Farmers Insurance is a company dedicated to making a real difference in people's lives through a results-driven culture. They are seeking a Cloud Platform Engineer to manage and optimize multi-cloud infrastructure while ensuring platform availability, scalability, and compliance, leveraging AI technologies for operational reliability.
Responsibilities:
- Ensure availability, scalability, reliability and security of cloud platforms and services
- Design, deploy, and govern AI-powered agents (e.g., using Azure Copilot /AWS Bedrock) to achieve autonomous self-healing capabilities and automated resource management
- Handle regular operational requests with hands-on experience using Terraform for EC2 changes, S3 updates, user access management, and managed services like SageMaker, Bedrock, Storage Gateway, RDS, and Transfer Family etc
- Supervise and refine AI-generated Infrastructure-as-Code (IaC) (Terraform/Ansible) for Developing and maintaining complex and scalable Terraform/ansible/CloudBees (Jenkins) automation pipelines to provision, deploy, patch and manage cloud infrastructure
- Implementing AI based automation solutions for Cloud Operations to Monitor performance, scalability and respond to incidents and operational issues autonomously
- Implement GenAI tools to perform real-time Root Cause Analysis (RCA), correlate complex event data (logs, metrics), and auto-generate runbooks and incident summaries
- Develop and train predictive ML models to analyze historical telemetry and forecast potential system outages or performance bottlenecks and configure proactive monitoring and alerting for critical services
- Manage security and compliance by utilizing AI agents to detect configuration drift and auto-generate compliant updates for IAM, network, and security policies
- Manage security and compliance by remediating vulnerabilities, configuring notifications, supporting audits, and maintaining certifications and governance standards
- Collaborate with application, architecture, AIOps, FinOps and security teams to ensure production readiness
- Lead proof-of-concepts, implement new cloud services and Adapt quickly to new cloud releases and features to enhance operational capabilities
- Understand middleware components to provide end-to-end production support and troubleshoot complex operational scenarios
- Works with application teams, analyzing logs and data, opens service requests, works with vendors, partners, and drives problem resolution
- Reviews architectural designs for applications to ensure reliable and performant design patterns are implemented
- Hands-on experience in deploying applications, workloads, and data to the cloud environment, often involving migration from on-premises infrastructure or other cloud providers
- Advanced experience working with Finance and procurement team and implement cost optimization strategies based on changing workload patterns, business requirements, and new offerings from cloud providers
Requirements:
- 5 years of experience in public cloud operations (AWS, Azure, GCP), with a strong focus on AIOps integration
- Deep, demonstrable expertise designing and operationalizing solutions leveraging AWS Bedrock/Agent Frameworks and Azure Copilot for Cloud Operations
- Expertise in Infrastructure as Code (Terraform, CloudFormation), Ansible, and CI/CD pipelines, including supervising AI-generated infrastructure artifacts
- Proficiency in scripting languages (Python, Bash)

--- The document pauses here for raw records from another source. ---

//! User account handlers: signup, signin, signout, and profile lookup.
//!
//! Sessions are opaque uuid-v4 bearer tokens stored on the user record. A
//! fresh token is minted at signup, rotated on every signin, and cleared on
//! signout. Passwords are hashed with argon2; signin failures are reported
//! identically whether the username or the password was wrong.

use std::collections::HashMap;

use axum::{
    Json,
    extract::{Query, State},
    http::StatusCode,
};
use larder_model::NewUser;
use larder_store::core::UserStore;
use serde::Deserialize;
use tracing::debug;
use uuid::Uuid;

use crate::error::{ApiError, ApiResult};
use crate::extractors::{CurrentUser, JsonBody};
use crate::password::{hash_password, verify_password};
use crate::responses::{SuccessResponse, UserResponse};
use crate::state::AppState;

/// The incoming signup body. Fields are optional at the parse stage so that
/// presence checks produce field-level messages.
#[derive(Debug, Deserialize)]
pub struct SignupBody {
    #[serde(default)]
    first_name: Option<String>,
    #[serde(default)]
    last_name: Option<String>,
    #[serde(default)]
    email: Option<String>,
    #[serde(default)]
    username: Option<String>,
    #[serde(default)]
    password: Option<String>,
}

/// The incoming signin body.
#[derive(Debug, Deserialize)]
pub struct SigninBody {
    #[serde(default)]
    username: Option<String>,
    #[serde(default)]
    password: Option<String>,
}

fn require(value: Option<String>, message: &str) -> Result<String, ApiError> {
    match value {
        Some(value) if !value.trim().is_empty() => Ok(value),
        _ => Err(ApiError::bad_request(message)),
    }
}

/// Handler for `POST /signup`.
///
/// # Response
///
/// - `201 Created` with `{ "user": {...} }` (the profile includes the
///   initial session token)
/// - `400 Bad Request` when a field is missing
/// - `409 Conflict` when the username or email is taken
pub async fn signup_handler<S>(
    State(state): State<AppState<S>>,
    JsonBody(body): JsonBody<SignupBody>,
) -> ApiResult<(StatusCode, Json<UserResponse>)>
where
    S: UserStore + 'static,
{
    let first_name = require(body.first_name, "First name is required")?;
    let last_name = require(body.last_name, "Last name is required")?;
    let email = require(body.email, "Email is required")?;
    let username = require(body.username, "Username is required")?;
    let password = require(body.password, "Password is required")?;

    let password_hash = hash_password(&password).map_err(|e| ApiError::Internal {
        message: format!("Failed to hash password: {}", e),
    })?;

    let token = Uuid::new_v4().to_string();

    let user = state
        .store()
        .create_user(NewUser {
            first_name,
            last_name,
            username,
            email,
            password_hash,
            token: Some(token),
        })
        .await?;

    debug!(username = %user.username, "User signed up");
    Ok((
        StatusCode::CREATED,
        Json(UserResponse { user: user.into() }),
    ))
}

/// Handler for `POST /signin`.
///
/// Verifies the credentials and rotates the session token.
///
/// # Response
///
/// - `200 OK` with `{ "user": {...} }` carrying the fresh token
/// - `400 Bad Request` when a field is missing
/// - `401 Unauthorized` when the username or password is wrong
pub async fn signin_handler<S>(
    State(state): State<AppState<S>>,
    JsonBody(body): JsonBody<SigninBody>,
) -> ApiResult<Json<UserResponse>>
where
    S: UserStore + 'static,
{
    let username = require(body.username, "Username is required")?;
    let password = require(body.password, "Password is required")?;

    let invalid = || ApiError::unauthorized("Username or password is invalid.");

    let user = state
        .store()
        .find_user_by_username(&username)
        .await?
        .ok_or_else(invalid)?;

    if !verify_password(&password, &user.password_hash) {
        return Err(invalid());
    }

    let token = Uuid::new_v4().to_string();
    let user = state
        .store()
        .set_user_token(user.id, Some(&token))
        .await?
        .ok_or_else(invalid)?;

    debug!(username = %user.username, "User signed in");
    Ok(Json(UserResponse { user: user.into() }))
}

/// Handler for `POST /signout`.
///
/// Requires a bearer token; clears it so it can no longer be used.
///
/// # Response
///
/// - `200 OK` with `{ "success": true }`
/// - `401 Unauthorized` without a valid token
pub async fn signout_handler<S>(
    State(state): State<AppState<S>>,
    CurrentUser(user): CurrentUser,
) -> ApiResult<Json<SuccessResponse>>
where
    S: UserStore + 'static,
{
    state.store().set_user_token(user.id, None).await?;

    debug!(username = %user.username, "User signed out");
    Ok(Json(SuccessResponse { success: true }))
}

/// Handler for `GET /user`.
///
/// Looks up a profile by `username` or `token` query parameter.
///
/// # Response
///
/// - `200 OK` with `{ "user": {...} }`
/// - `400 Bad Request` when neither parameter is supplied
/// - `404 Not Found` when no user matches
pub async fn profile_handler<S>(
    State(state): State<AppState<S>>,
    Query(params): Query<HashMap<String, String>>,
) -> ApiResult<Json<UserResponse>>
where
    S: UserStore + 'static,
{
    let user = if let Some(username) = params.get("username") {
        state.store().find_user_by_username(username).await?
    } else if let Some(token) = params.get("token") {
        state.store().find_user_by_token(token).await?
    } else {
        return Err(ApiError::bad_request(
            "A username or token query param is required.",
        ));
    };

    match user {
        Some(user) => Ok(Json(UserResponse { user: user.into() })),
        None => Err(ApiError::not_found("User not found.")),
    }
}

- Expertise in integrating observability platforms (Dynatrace, Prometheus) into AI/ML platforms for predictive analysis and anomaly detection
- Understanding of Site Reliability Engineering (SRE) and operational reliability principles
- Experience with monitoring tools (CloudWatch, Prometheus, Dynatrace, azure monitor) and ServiceNow
- Ability to adapt to new cloud releases and emerging technologies
- Excellent troubleshooting, problem-solving, and communication skills
- Hands-On experience on Jboss, Tomcat, IBM WAS, Oracle, DB2, MSSQL and Postgres is a plus
- Bachelor's degree in computer science or other technical discipline
- Technical Certifications are a plus